#### Supplied records:

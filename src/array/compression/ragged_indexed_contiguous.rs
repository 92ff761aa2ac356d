use std::ops::Range;

use serde::{Deserialize, Serialize};

use crate::array::{ArrayError, MaskedArray};

use super::{as_index, instances, validate_uncompressed_axes, CompressionTraits, Placement};

/// The identifier for the indexed contiguous ragged array compression.
pub const IDENTIFIER: &str = "ragged_indexed_contiguous";

/// An indexed contiguous ragged array.
///
/// Each instance owns a contiguous span of profiles, and each profile owns a contiguous span of the sample axis of the payload.
/// The profile and element axes must immediately follow the instance axis.
#[derive(Clone, Debug, PartialEq, Eq, Serialize, Deserialize)]
#[serde(deny_unknown_fields)]
pub struct RaggedIndexedContiguous {
    instance_axis: usize,
    profile_axis: usize,
    element_axis: usize,
    profile_spans: Vec<Range<u64>>,
    element_spans: Vec<Range<u64>>,
}

impl RaggedIndexedContiguous {
    /// Create a new indexed contiguous ragged array compression.
    ///
    /// `profile_spans` are the profiles of each instance, and `element_spans` are the samples of each profile.
    #[must_use]
    pub fn new(
        instance_axis: usize,
        profile_axis: usize,
        element_axis: usize,
        profile_spans: Vec<Range<u64>>,
        element_spans: Vec<Range<u64>>,
    ) -> Self {
        Self {
            instance_axis,
            profile_axis,
            element_axis,
            profile_spans,
            element_spans,
        }
    }

    /// Create a new indexed contiguous ragged array compression from the number of elements of each profile (the CF count variable) and the instance of each profile (the CF index variable).
    ///
    /// # Errors
    /// Returns [`ArrayError::ShapeMismatch`] if
    ///  - `counts` and `profile_index` have different lengths,
    ///  - an instance is not less than `num_instances`, or
    ///  - the profiles of an instance are not contiguous.
    pub fn from_counts_and_index(
        instance_axis: usize,
        counts: &[u64],
        profile_index: &[u64],
        num_instances: u64,
    ) -> Result<Self, ArrayError> {
        if counts.len() != profile_index.len() {
            return Err(ArrayError::ShapeMismatch(format!(
                "{} profile counts and {} profile indices",
                counts.len(),
                profile_index.len()
            )));
        }
        let mut start = 0;
        let element_spans = counts
            .iter()
            .map(|count| {
                let span = start..start + count;
                start = span.end;
                span
            })
            .collect();

        let mut profile_spans: Vec<Option<Range<u64>>> =
            vec![None; usize::try_from(num_instances).unwrap_or_default()];
        for (profile, &instance) in (0u64..).zip(profile_index) {
            let span = profile_spans
                .get_mut(usize::try_from(instance).unwrap_or(usize::MAX))
                .ok_or_else(|| {
                    ArrayError::ShapeMismatch(format!(
                        "instance {instance} of profile {profile} is out of bounds for {num_instances} instances"
                    ))
                })?;
            if let Some(span) = span {
                if span.end != profile {
                    return Err(ArrayError::ShapeMismatch(format!(
                        "the profiles of instance {instance} are not contiguous"
                    )));
                }
                span.end += 1;
            } else {
                *span = Some(profile..profile + 1);
            }
        }
        let profile_spans = profile_spans
            .into_iter()
            .map(Option::unwrap_or_default)
            .collect();

        Ok(Self::new(
            instance_axis,
            instance_axis + 1,
            instance_axis + 2,
            profile_spans,
            element_spans,
        ))
    }

    /// The span of profiles of each instance.
    #[must_use]
    pub fn profile_spans(&self) -> &[Range<u64>] {
        &self.profile_spans
    }

    /// The span of the sample axis of each profile.
    #[must_use]
    pub fn element_spans(&self) -> &[Range<u64>] {
        &self.element_spans
    }

    /// The profile axis.
    #[must_use]
    pub const fn profile_axis(&self) -> usize {
        self.profile_axis
    }

    /// The element axis.
    #[must_use]
    pub const fn element_axis(&self) -> usize {
        self.element_axis
    }
}

impl CompressionTraits for RaggedIndexedContiguous {
    fn identifier(&self) -> &'static str {
        IDENTIFIER
    }

    fn compression_type(&self) -> &'static str {
        "ragged indexed contiguous"
    }

    fn sample_axis(&self) -> usize {
        self.instance_axis
    }

    fn instance_axis(&self) -> Option<usize> {
        Some(self.instance_axis)
    }

    fn compressed_axes(
        &self,
        _dimensionality: usize,
        _payload_dimensionality: usize,
    ) -> Vec<usize> {
        vec![self.instance_axis, self.profile_axis, self.element_axis]
    }

    fn validate(&self, payload_shape: &[u64], shape: &[u64]) -> Result<(), ArrayError> {
        if self.profile_axis != self.instance_axis + 1
            || self.element_axis != self.instance_axis + 2
        {
            return Err(ArrayError::ShapeMismatch(format!(
                "profile axis {} and element axis {} do not follow instance axis {}",
                self.profile_axis, self.element_axis, self.instance_axis
            )));
        }
        validate_uncompressed_axes(payload_shape, shape, self.instance_axis, 3)?;
        if shape[self.instance_axis] != self.profile_spans.len() as u64 {
            return Err(ArrayError::ShapeMismatch(format!(
                "{} instance profile spans for an instance axis of size {}",
                self.profile_spans.len(),
                shape[self.instance_axis]
            )));
        }
        let num_profiles = self.element_spans.len() as u64;
        let profile_size = shape[self.profile_axis];
        for span in &self.profile_spans {
            if span.start > span.end || span.end > num_profiles {
                return Err(ArrayError::ShapeMismatch(format!(
                    "profile span {span:?} is out of bounds for {num_profiles} profiles"
                )));
            }
            if span.end - span.start > profile_size {
                return Err(ArrayError::ShapeMismatch(format!(
                    "profile span {span:?} exceeds the profile axis size {profile_size}"
                )));
            }
        }
        let num_samples = payload_shape[self.instance_axis];
        let element_size = shape[self.element_axis];
        for span in &self.element_spans {
            if span.start > span.end || span.end > num_samples {
                return Err(ArrayError::ShapeMismatch(format!(
                    "element span {span:?} is out of bounds for {num_samples} samples"
                )));
            }
            if span.end - span.start > element_size {
                return Err(ArrayError::ShapeMismatch(format!(
                    "element span {span:?} exceeds the element axis size {element_size}"
                )));
            }
        }
        Ok(())
    }

    fn decompress(
        &self,
        payload: &MaskedArray,
        shape: &[u64],
        instance: Option<u64>,
    ) -> Result<MaskedArray, ArrayError> {
        self.validate(payload.shape(), shape)?;
        let mut placement = Placement::new(payload, self.instance_axis, shape)?;
        for instance in instances(instance, self.profile_spans.len())? {
            let profiles = self.profile_spans[as_index(instance)].clone();
            placement.set_destination(self.instance_axis, [instance])?;
            for (offset, profile) in (0u64..).zip(profiles) {
                let span = self.element_spans[as_index(profile)].clone();
                placement.set_destination(self.profile_axis, [offset])?;
                placement.set_destination(self.element_axis, 0..span.end - span.start)?;
                placement.set_samples(span);
                placement.place()?;
            }
        }
        Ok(placement.finish())
    }
}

#### Your assignment:
If a line in the records above contains the string "each", copy that line out.

#### Response area:
/// Each instance owns a contiguous span of profiles, and each profile owns a contiguous span of the sample axis of the payload.
    /// `profile_spans` are the profiles of each instance, and `element_spans` are the samples of each profile.
    /// Create a new indexed contiguous ragged array compression from the number of elements of each profile (the CF count variable) and the instance of each profile (the CF index variable).
    /// The span of profiles of each instance.
    /// The span of the sample axis of each profile.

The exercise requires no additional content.